[time-nuts] Measuring receiver...

Graham / KE9H ke9h.graham at gmail.com
Tue Jun 21 19:18:56 EDT 2016

This is heavily used in cellular system security and cellular unit
identification and tracking.
Do a google search on patents using the the term "RF fingerprinting" and
you will get quite a few hits.  Mostly recent application to cellular
systems.  You might look at the prior art listings and see if they take you
back somewhere.  Although unlikely any classified methods were patented.

--- Graham


On Tue, Jun 21, 2016 at 4:02 PM, jimlux <jimlux at earthlink.net> wrote:

> On 6/21/16 11:28 AM, Brooke Clarke wrote:
>> Hi:
>> During W.W.II there were secret methods of "fingerprinting" radio
>> transmitters and separately the operators.
>> I suspect the transmitter fingerprinting involved things like frequency
>> accuracy, stability, CW rise and decay time, &Etc.
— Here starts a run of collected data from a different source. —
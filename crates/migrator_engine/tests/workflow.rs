use std::collections::HashMap;
use std::fs;
use std::sync::Mutex;

use async_trait::async_trait;
use migrator_engine::{
    checkpoint_path, load_links, run_extract, run_set, write_checkpoint, write_lines, LinkOutcome,
    ProgressSink, Selectors, Session, SessionError, WorkflowEvent,
};
use pretty_assertions::assert_eq;
use tempfile::TempDir;

fn init_logging() {
    migrator_logging::initialize_for_tests();
}

#[derive(Clone, Copy)]
enum PageScript {
    /// The subscribe label reads this text.
    Label(&'static str),
    /// The page loads but carries no subscribe control.
    NoControl,
    /// Navigating to this page kills the session.
    NavFails,
}

/// Scripted stand-in for the browser, keyed by URL.
#[derive(Default)]
struct ScriptedSession {
    pages: HashMap<String, PageScript>,
    entry_links: Vec<String>,
    fail_enumeration: bool,
    current: Mutex<String>,
    clicks: Mutex<Vec<String>>,
}

impl ScriptedSession {
    fn with_pages(pages: &[(&str, PageScript)]) -> Self {
        Self {
            pages: pages
                .iter()
                .map(|(url, script)| (url.to_string(), *script))
                .collect(),
            ..Self::default()
        }
    }

    fn click_count(&self) -> usize {
        self.clicks.lock().unwrap().len()
    }
}

#[async_trait]
impl Session for ScriptedSession {
    async fn navigate(&self, url: &str) -> Result<(), SessionError> {
        if let Some(PageScript::NavFails) = self.pages.get(url) {
            return Err(SessionError::Driver("connection lost".to_string()));
        }
        *self.current.lock().unwrap() = url.to_string();
        Ok(())
    }

    async fn read_attr_all(
        &self,
        _selector: &str,
        _attr: &str,
    ) -> Result<Vec<String>, SessionError> {
        if self.fail_enumeration {
            return Err(SessionError::Driver("stale document".to_string()));
        }
        Ok(self.entry_links.clone())
    }

    async fn read_text(&self, selector: &str) -> Result<String, SessionError> {
        let current = self.current.lock().unwrap().clone();
        match self.pages.get(&current) {
            Some(PageScript::Label(label)) => Ok((*label).to_string()),
            _ => Err(SessionError::ElementNotFound(selector.to_string())),
        }
    }

    async fn click(&self, _selector: &str) -> Result<(), SessionError> {
        let current = self.current.lock().unwrap().clone();
        self.clicks.lock().unwrap().push(current);
        Ok(())
    }

    async fn close(&mut self) {}
}

#[derive(Default)]
struct RecordingSink {
    events: Mutex<Vec<WorkflowEvent>>,
}

impl RecordingSink {
    fn events(&self) -> Vec<WorkflowEvent> {
        self.events.lock().unwrap().clone()
    }
}

impl ProgressSink for RecordingSink {
    fn emit(&self, event: WorkflowEvent) {
        self.events.lock().unwrap().push(event);
    }
}

fn urls(values: &[&str]) -> Vec<String> {
    values.iter().map(|v| v.to_string()).collect()
}

#[tokio::test]
async fn set_clicks_when_label_reads_subscribe() {
    init_logging();
    let temp = TempDir::new().unwrap();
    let input = temp.path().join("channels.txt");
    let session =
        ScriptedSession::with_pages(&[("https://x.com/a", PageScript::Label("Subscribe"))]);
    let sink = RecordingSink::default();

    let report = run_set(
        &session,
        &Selectors::default(),
        &urls(&["https://x.com/a"]),
        &input,
        false,
        &sink,
    )
    .await;

    assert_eq!(report.subscribed, 1);
    assert_eq!(session.click_count(), 1);
    assert!(report.failure.is_none());
    assert!(report.remaining.is_empty());
    assert_eq!(
        sink.events(),
        vec![WorkflowEvent::LinkHandled {
            link: "https://x.com/a".to_string(),
            outcome: LinkOutcome::Subscribed,
        }]
    );
}

#[tokio::test]
async fn set_is_idempotent_when_everything_is_already_subscribed() {
    init_logging();
    let temp = TempDir::new().unwrap();
    let input = temp.path().join("channels.txt");
    let session = ScriptedSession::with_pages(&[
        ("https://x.com/a", PageScript::Label("Subscribed")),
        ("https://x.com/b", PageScript::Label("Subscribed")),
    ]);
    let links = urls(&["https://x.com/a", "https://x.com/b"]);

    for _ in 0..2 {
        let sink = RecordingSink::default();
        let report = run_set(&session, &Selectors::default(), &links, &input, false, &sink).await;
        assert_eq!(report.already_subscribed, 2);
        assert_eq!(report.subscribed, 0);
    }
    assert_eq!(session.click_count(), 0);
}

#[tokio::test]
async fn missing_control_is_nonfatal_and_loop_continues() {
    init_logging();
    let temp = TempDir::new().unwrap();
    let input = temp.path().join("channels.txt");
    let session = ScriptedSession::with_pages(&[
        ("https://x.com/a", PageScript::NoControl),
        ("https://x.com/b", PageScript::Label("Subscribe")),
    ]);
    let sink = RecordingSink::default();

    let report = run_set(
        &session,
        &Selectors::default(),
        &urls(&["https://x.com/a", "https://x.com/b"]),
        &input,
        false,
        &sink,
    )
    .await;

    assert_eq!(report.control_missing, 1);
    assert_eq!(report.subscribed, 1);
    assert!(report.failure.is_none());
}

#[tokio::test]
async fn session_failure_checkpoints_exactly_the_unattempted_links() {
    init_logging();
    let temp = TempDir::new().unwrap();
    let input = temp.path().join("channels.txt");
    write_lines(
        &input,
        &urls(&["https://x.com/a", "bad-link", "https://x.com/b"]),
    )
    .unwrap();

    let loaded = load_links(&input).unwrap();
    assert_eq!(loaded.links, urls(&["https://x.com/a", "https://x.com/b"]));

    let session = ScriptedSession::with_pages(&[
        ("https://x.com/a", PageScript::Label("Subscribe")),
        ("https://x.com/b", PageScript::NavFails),
    ]);
    let sink = RecordingSink::default();

    let report = run_set(
        &session,
        &Selectors::default(),
        &loaded.links,
        &input,
        true,
        &sink,
    )
    .await;

    assert_eq!(report.subscribed, 1);
    assert!(report.failure.is_some());
    assert_eq!(report.remaining, urls(&["https://x.com/b"]));
    assert_eq!(
        fs::read_to_string(checkpoint_path(&input)).unwrap(),
        "https://x.com/b"
    );
}

#[tokio::test]
async fn session_failure_without_save_progress_writes_no_checkpoint() {
    init_logging();
    let temp = TempDir::new().unwrap();
    let input = temp.path().join("channels.txt");
    let session = ScriptedSession::with_pages(&[("https://x.com/a", PageScript::NavFails)]);
    let sink = RecordingSink::default();

    let report = run_set(
        &session,
        &Selectors::default(),
        &urls(&["https://x.com/a"]),
        &input,
        false,
        &sink,
    )
    .await;

    assert!(report.failure.is_some());
    assert!(!checkpoint_path(&input).exists());
}

#[tokio::test]
async fn completed_run_clears_stale_checkpoint() {
    init_logging();
    let temp = TempDir::new().unwrap();
    let input = temp.path().join("channels.txt");
    write_checkpoint(&input, &urls(&["https://x.com/a"])).unwrap();

    let session =
        ScriptedSession::with_pages(&[("https://x.com/a", PageScript::Label("Subscribed"))]);
    let sink = RecordingSink::default();

    let report = run_set(
        &session,
        &Selectors::default(),
        &urls(&["https://x.com/a"]),
        &input,
        true,
        &sink,
    )
    .await;

    assert!(report.failure.is_none());
    assert!(!checkpoint_path(&input).exists());
}

#[tokio::test]
async fn load_links_resumes_from_checkpoint() {
    init_logging();
    let temp = TempDir::new().unwrap();
    let input = temp.path().join("channels.txt");
    write_lines(
        &input,
        &urls(&["https://x.com/a", "https://x.com/b", "https://x.com/c"]),
    )
    .unwrap();
    write_checkpoint(&input, &urls(&["https://x.com/b", "https://x.com/c"])).unwrap();

    let loaded = load_links(&input).unwrap();
    assert!(loaded.resumed);
    assert_eq!(loaded.links, urls(&["https://x.com/b", "https://x.com/c"]));
}

#[tokio::test]
async fn extract_writes_collected_links() {
    init_logging();
    let temp = TempDir::new().unwrap();
    let output = temp.path().join("channels.txt");
    let session = ScriptedSession {
        entry_links: urls(&["https://x.com/a", "https://x.com/b"]),
        ..ScriptedSession::default()
    };
    let sink = RecordingSink::default();

    let report = run_extract(&session, &Selectors::default(), &output, &sink)
        .await
        .unwrap();

    assert!(report.wrote);
    assert_eq!(
        fs::read_to_string(&output).unwrap(),
        "https://x.com/a\nhttps://x.com/b"
    );
    assert_eq!(
        sink.events(),
        vec![
            WorkflowEvent::LinkExtracted {
                link: "https://x.com/a".to_string(),
            },
            WorkflowEvent::LinkExtracted {
                link: "https://x.com/b".to_string(),
            },
        ]
    );
}

#[tokio::test]
async fn extract_with_no_entries_leaves_output_untouched() {
    init_logging();
    let temp = TempDir::new().unwrap();
    let output = temp.path().join("channels.txt");
    let session = ScriptedSession::default();
    let sink = RecordingSink::default();

    let report = run_extract(&session, &Selectors::default(), &output, &sink)
        .await
        .unwrap();

    assert!(!report.wrote);
    assert!(report.links.is_empty());
    assert!(!output.exists());
}

#[tokio::test]
async fn extract_navigation_failure_degrades_to_empty() {
    init_logging();
    let temp = TempDir::new().unwrap();
    let output = temp.path().join("channels.txt");
    let selectors = Selectors::default();
    let session =
        ScriptedSession::with_pages(&[(selectors.subscriptions_url.as_str(), PageScript::NavFails)]);
    let sink = RecordingSink::default();

    let report = run_extract(&session, &selectors, &output, &sink)
        .await
        .unwrap();

    assert!(!report.wrote);
    assert!(report.links.is_empty());
    assert!(!output.exists());
    assert_eq!(sink.events(), vec![WorkflowEvent::PageUnavailable]);
}

#[tokio::test]
async fn extract_enumeration_failure_degrades_to_empty() {
    init_logging();
    let temp = TempDir::new().unwrap();
    let output = temp.path().join("channels.txt");
    let session = ScriptedSession {
        fail_enumeration: true,
        ..ScriptedSession::default()
    };
    let sink = RecordingSink::default();

    let report = run_extract(&session, &Selectors::default(), &output, &sink)
        .await
        .unwrap();

    assert!(!report.wrote);
    assert!(!output.exists());
    assert_eq!(sink.events(), vec![WorkflowEvent::EnumerationFailed]);
}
For the operator some
>> from of statistics on the timings associated with sending Morse Code.
>> But. . .  I haven't seen any papers describing this.  Can anyone point
>> me to a paper on this?
>> For "human controlled" stuff, e.g. recognizing someone's "fist", there's
> a huge literature out there on biometric identification looking at things
> like keyboard and mouse click timing - the timing requirements are pretty
> slack, and hardly time-nuts level, unless you're looking to do it with
> mechanical devices constructed from spare twigs and strands of kelp.
> There have been a variety of schemes for recognizing individual radios by
> looking at the frequency vs time as they start up. Likewise, it's pretty
> easy to distinguish radar magnetrons from each other.  Not a lot of papers
> about this, but you'll see it in advertising literature, or occasionally in
> conference pubs (although I can't think of any off hand).  There was
> someone selling a repeater access control system that was based on the
> transmitter fingerprint.
> But the real reason why you don't see any publications is that this stuff
> is pretty classic signals intelligence (SIGINT or MASINT) and it is still
> being used, and is all classified. You're not relying on Betty the receiver
> operator to recognize the characteristic chirp as the agent's radio is
> keyed, it's all done by computer now, but the basic idea is the same.  And
> as with most of this stuff, the basics are well known, but the practical
> details are not, or, at least, are the proprietary secret sauce in any
> practical system. (In a significant understatement, Dixon, in "Spread
> Spectrum Systems" makes some comment about how synch acquisition is the
> difficult part and won't be described in the book)
> You might look at the unclassified proceedings of conferences like MILCOM
> and find something.  Googling with MASINT might also help.